*Problem to solve*: An exact copy of all entries is required.

[Opening Data for analysis section]

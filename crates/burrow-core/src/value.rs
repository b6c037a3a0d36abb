//! Records, documents and scalar comparison rules.
//!
//! Documents are JSON objects. The query engine only ever looks at their
//! top-level fields: equality for selectors, ordering for sorts.

use std::cmp::Ordering;
use std::fmt;

use serde::{Deserialize, Serialize};
use serde_json::Value;

/// A stored value: a JSON object.
pub type Document = serde_json::Map<String, Value>;

/// A key and the document stored under it.
#[derive(Debug, Clone, PartialEq, Serialize, Deserialize)]
pub struct Record {
    pub key: String,
    pub value: Document,
}

impl Record {
    pub fn new(key: impl Into<String>, value: Document) -> Self {
        Self { key: key.into(), value }
    }

    /// Top-level field lookup.
    pub fn field(&self, name: &str) -> Option<&Value> {
        self.value.get(name)
    }
}

/// Right-hand side of a selector predicate.
///
/// Integers keep their exact value, so `Int(2^53 + 1)` does not match a
/// stored `2^53`.
#[derive(Debug, Clone, PartialEq, Serialize, Deserialize)]
#[serde(untagged)]
pub enum Scalar {
    Null,
    Bool(bool),
    Int(i64),
    UInt(u64),
    Number(f64),
    String(String),
}

impl Scalar {
    fn numeric(&self) -> Option<Numeric> {
        match self {
            Scalar::Int(n) => Some(Numeric::Int(i128::from(*n))),
            Scalar::UInt(n) => Some(Numeric::Int(i128::from(*n))),
            Scalar::Number(n) if n.is_finite() => Some(Numeric::Float(*n)),
            Scalar::String(s) => Numeric::parse(s),
            _ => None,
        }
    }

    /// Equality against a document field, with numeric coercion.
    ///
    /// Numeric-like on both sides compares by value, so `5` matches `"5"`
    /// and `"5.0"`. Anything else must be the same JSON scalar. A missing
    /// field never matches.
    pub fn matches(&self, field: Option<&Value>) -> bool {
        let Some(field) = field else {
            return false;
        };
        if let (Some(want), Some(have)) = (self.numeric(), Numeric::of_value(field)) {
            return want.cmp(have) == Ordering::Equal;
        }
        match (self, field) {
            (Scalar::Null, Value::Null) => true,
            (Scalar::Bool(a), Value::Bool(b)) => a == b,
            (Scalar::String(a), Value::String(b)) => a == b,
            _ => false,
        }
    }
}

impl fmt::Display for Scalar {
    fn fmt(&self, f: &mut fmt::Formatter<'_>) -> fmt::Result {
        match self {
            Scalar::Null => f.write_str("null"),
            Scalar::Bool(b) => write!(f, "{}", b),
            Scalar::Int(n) => write!(f, "{}", n),
            Scalar::UInt(n) => write!(f, "{}", n),
            Scalar::Number(n) => write!(f, "{}", n),
            Scalar::String(s) => write!(f, "{:?}", s),
        }
    }
}

impl From<&str> for Scalar {
    fn from(s: &str) -> Self {
        Scalar::String(s.to_string())
    }
}

impl From<String> for Scalar {
    fn from(s: String) -> Self {
        Scalar::String(s)
    }
}

impl From<bool> for Scalar {
    fn from(b: bool) -> Self {
        Scalar::Bool(b)
    }
}

impl From<f64> for Scalar {
    fn from(n: f64) -> Self {
        Scalar::Number(n)
    }
}

impl From<i64> for Scalar {
    fn from(n: i64) -> Self {
        Scalar::Int(n)
    }
}

impl From<u64> for Scalar {
    fn from(n: u64) -> Self {
        Scalar::UInt(n)
    }
}

impl From<i32> for Scalar {
    fn from(n: i32) -> Self {
        Scalar::Int(i64::from(n))
    }
}

/// Value of a numeric-like field: a JSON number or a string that parses as
/// one. Integers are held exactly; floats are always finite.
#[derive(Debug, Clone, Copy, PartialEq)]
enum Numeric {
    Int(i128),
    Float(f64),
}

impl Numeric {
    fn parse(s: &str) -> Option<Self> {
        let trimmed = s.trim();
        if trimmed.is_empty() {
            return None;
        }
        if let Ok(n) = trimmed.parse::<i128>() {
            return Some(Numeric::Int(n));
        }
        trimmed
            .parse::<f64>()
            .ok()
            .filter(|n| n.is_finite())
            .map(Numeric::Float)
    }

    fn of_value(value: &Value) -> Option<Self> {
        match value {
            Value::Number(n) => {
                if let Some(i) = n.as_i64() {
                    Some(Numeric::Int(i128::from(i)))
                } else if let Some(u) = n.as_u64() {
                    Some(Numeric::Int(i128::from(u)))
                } else {
                    n.as_f64().filter(|f| f.is_finite()).map(Numeric::Float)
                }
            }
            Value::String(s) => Numeric::parse(s),
            _ => None,
        }
    }

    /// Exact comparison of the two real values.
    fn cmp(self, other: Numeric) -> Ordering {
        match (self, other) {
            (Numeric::Int(a), Numeric::Int(b)) => a.cmp(&b),
            (Numeric::Float(a), Numeric::Float(b)) => a.partial_cmp(&b).unwrap_or(Ordering::Equal),
            (Numeric::Int(a), Numeric::Float(b)) => int_float_cmp(a, b),
            (Numeric::Float(a), Numeric::Int(b)) => int_float_cmp(b, a).reverse(),
        }
    }
}

/// `int` against a finite `float`, without rounding `int`.
fn int_float_cmp(int: i128, float: f64) -> Ordering {
    // 2^127: the first float outside the i128 range
    const LIMIT: f64 = 170_141_183_460_469_231_731_687_303_715_884_105_728.0;
    if float >= LIMIT {
        return Ordering::Less;
    }
    if float < -LIMIT {
        return Ordering::Greater;
    }
    if float.fract() == 0.0 {
        return int.cmp(&(float as i128));
    }
    // a fractional float has magnitude below 2^52; `int` only rounds when it
    // is larger than that, which keeps the sign of the comparison
    (int as f64).partial_cmp(&float).unwrap_or(Ordering::Equal)
}

/// Sort class of a field; lower classes sort first in ascending order.
fn class_of(value: Option<&Value>) -> (u8, Option<Numeric>) {
    match value {
        None => (0, None),
        Some(Value::Null) => (1, None),
        Some(Value::Bool(_)) => (2, None),
        Some(v @ (Value::Number(_) | Value::String(_))) => match Numeric::of_value(v) {
            Some(n) => (3, Some(n)),
            None => (4, None),
        },
        Some(Value::Array(_)) => (5, None),
        Some(Value::Object(_)) => (6, None),
    }
}

/// Total ordering used by sort passes.
///
/// Fields fall into classes ordered missing < null < bool < numeric <
/// string < array < object. Numbers and numeric strings share a class and
/// compare by value; other strings compare lexicographically; bools order
/// false before true. Arrays and objects are equal within their class.
pub fn compare_fields(a: Option<&Value>, b: Option<&Value>) -> Ordering {
    let (class_a, num_a) = class_of(a);
    let (class_b, num_b) = class_of(b);
    if class_a != class_b {
        return class_a.cmp(&class_b);
    }
    match (a, b, num_a, num_b) {
        (_, _, Some(x), Some(y)) => x.cmp(y),
        (Some(Value::Bool(x)), Some(Value::Bool(y)), _, _) => x.cmp(y),
        (Some(Value::String(x)), Some(Value::String(y)), _, _) => x.cmp(y),
        _ => Ordering::Equal,
    }
}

[Closing Data for analysis section]

*Output of the exercise*:
filename crates/burrow-core/src/value.rs
repository b6c037a3a0d36abb
//! Records, documents and scalar comparison rules.
//!
//! Documents are JSON objects. The query engine only ever looks at their
//! top-level fields: equality for selectors, ordering for sorts.

use std::cmp::Ordering;
use std::fmt;

use serde::{Deserialize, Serialize};
use serde_json::Value;

/// A stored value: a JSON object.
pub type Document = serde_json::Map<String, Value>;

/// A key and the document stored under it.
#[derive(Debug, Clone, PartialEq, Serialize, Deserialize)]
pub struct Record {
    pub key: String,
    pub value: Document,
}

impl Record {
    pub fn new(key: impl Into<String>, value: Document) -> Self {
        Self { key: key.into(), value }
    }

    /// Top-level field lookup.
    pub fn field(&self, name: &str) -> Option<&Value> {
        self.value.get(name)
    }
}

/// Right-hand side of a selector predicate.
///
/// Integers keep their exact value, so `Int(2^53 + 1)` does not match a
/// stored `2^53`.
#[derive(Debug, Clone, PartialEq, Serialize, Deserialize)]
#[serde(untagged)]
pub enum Scalar {
    Null,
    Bool(bool),
    Int(i64),
    UInt(u64),
    Number(f64),
    String(String),
}

impl Scalar {
    fn numeric(&self) -> Option<Numeric> {
        match self {
            Scalar::Int(n) => Some(Numeric::Int(i128::from(*n))),
            Scalar::UInt(n) => Some(Numeric::Int(i128::from(*n))),
            Scalar::Number(n) if n.is_finite() => Some(Numeric::Float(*n)),
            Scalar::String(s) => Numeric::parse(s),
            _ => None,
        }
    }

    /// Equality against a document field, with numeric coercion.
    ///
    /// Numeric-like on both sides compares by value, so `5` matches `"5"`
    /// and `"5.0"`. Anything else must be the same JSON scalar. A missing
    /// field never matches.
    pub fn matches(&self, field: Option<&Value>) -> bool {
        let Some(field) = field else {
            return false;
        };
        if let (Some(want), Some(have)) = (self.numeric(), Numeric::of_value(field)) {
            return want.cmp(have) == Ordering::Equal;
        }
        match (self, field) {
            (Scalar::Null, Value::Null) => true,
            (Scalar::Bool(a), Value::Bool(b)) => a == b,
            (Scalar::String(a), Value::String(b)) => a == b,
            _ => false,
        }
    }
}

impl fmt::Display for Scalar {
    fn fmt(&self, f: &mut fmt::Formatter<'_>) -> fmt::Result {
        match self {
            Scalar::Null => f.write_str("null"),
            Scalar::Bool(b) => write!(f, "{}", b),
            Scalar::Int(n) => write!(f, "{}", n),
            Scalar::UInt(n) => write!(f, "{}", n),
            Scalar::Number(n) => write!(f, "{}", n),
            Scalar::String(s) => write!(f, "{:?}", s),
        }
    }
}

impl From<&str> for Scalar {
    fn from(s: &str) -> Self {
        Scalar::String(s.to_string())
    }
}

impl From<String> for Scalar {
    fn from(s: String) -> Self {
        Scalar::String(s)
    }
}

impl From<bool> for Scalar {
    fn from(b: bool) -> Self {
        Scalar::Bool(b)
    }
}

impl From<f64> for Scalar {
    fn from(n: f64) -> Self {
        Scalar::Number(n)
    }
}

impl From<i64> for Scalar {
    fn from(n: i64) -> Self {
        Scalar::Int(n)
    }
}

impl From<u64> for Scalar {
    fn from(n: u64) -> Self {
        Scalar::UInt(n)
    }
}

impl From<i32> for Scalar {
    fn from(n: i32) -> Self {
        Scalar::Int(i64::from(n))
    }
}

/// Value of a numeric-like field: a JSON number or a string that parses as
/// one. Integers are held exactly; floats are always finite.
#[derive(Debug, Clone, Copy, PartialEq)]
enum Numeric {
    Int(i128),
    Float(f64),
}

impl Numeric {
    fn parse(s: &str) -> Option<Self> {
        let trimmed = s.trim();
        if trimmed.is_empty() {
            return None;
        }
        if let Ok(n) = trimmed.parse::<i128>() {
            return Some(Numeric::Int(n));
        }
        trimmed
            .parse::<f64>()
            .ok()
            .filter(|n| n.is_finite())
            .map(Numeric::Float)
    }

    fn of_value(value: &Value) -> Option<Self> {
        match value {
            Value::Number(n) => {
                if let Some(i) = n.as_i64() {
                    Some(Numeric::Int(i128::from(i)))
                } else if let Some(u) = n.as_u64() {
                    Some(Numeric::Int(i128::from(u)))
                } else {
                    n.as_f64().filter(|f| f.is_finite()).map(Numeric::Float)
                }
            }
            Value::String(s) => Numeric::parse(s),
            _ => None,
        }
    }

    /// Exact comparison of the two real values.
    fn cmp(self, other: Numeric) -> Ordering {
        match (self, other) {
            (Numeric::Int(a), Numeric::Int(b)) => a.cmp(&b),
            (Numeric::Float(a), Numeric::Float(b)) => a.partial_cmp(&b).unwrap_or(Ordering::Equal),
            (Numeric::Int(a), Numeric::Float(b)) => int_float_cmp(a, b),
            (Numeric::Float(a), Numeric::Int(b)) => int_float_cmp(b, a).reverse(),
        }
    }
}

/// `int` against a finite `float`, without rounding `int`.
fn int_float_cmp(int: i128, float: f64) -> Ordering {
    // 2^127: the first float outside the i128 range
    const LIMIT: f64 = 170_141_183_460_469_231_731_687_303_715_884_105_728.0;
    if float >= LIMIT {
        return Ordering::Less;
    }
    if float < -LIMIT {
        return Ordering::Greater;
    }
    if float.fract() == 0.0 {
        return int.cmp(&(float as i128));
    }
    // a fractional float has magnitude below 2^52; `int` only rounds when it
    // is larger than that, which keeps the sign of the comparison
    (int as f64).partial_cmp(&float).unwrap_or(Ordering::Equal)
}

/// Sort class of a field; lower classes sort first in ascending order.
fn class_of(value: Option<&Value>) -> (u8, Option<Numeric>) {
    match value {
        None => (0, None),
        Some(Value::Null) => (1, None),
        Some(Value::Bool(_)) => (2, None),
        Some(v @ (Value::Number(_) | Value::String(_))) => match Numeric::of_value(v) {
            Some(n) => (3, Some(n)),
            None => (4, None),
        },
        Some(Value::Array(_)) => (5, None),
        Some(Value::Object(_)) => (6, None),
    }
}

/// Total ordering used by sort passes.
///
/// Fields fall into classes ordered missing < null < bool < numeric <
/// string < array < object. Numbers and numeric strings share a class and
/// compare by value; other strings compare lexicographically; bools order
/// false before true. Arrays and objects are equal within their class.
pub fn compare_fields(a: Option<&Value>, b: Option<&Value>) -> Ordering {
    let (class_a, num_a) = class_of(a);
    let (class_b, num_b) = class_of(b);
    if class_a != class_b {
        return class_a.cmp(&class_b);
    }
    match (a, b, num_a, num_b) {
        (_, _, Some(x), Some(y)) => x.cmp(y),
        (Some(Value::Bool(x)), Some(Value::Bool(y)), _, _) => x.cmp(y),
        (Some(Value::String(x)), Some(Value::String(y)), _, _) => x.cmp(y),
        _ => Ordering::Equal,
    }
}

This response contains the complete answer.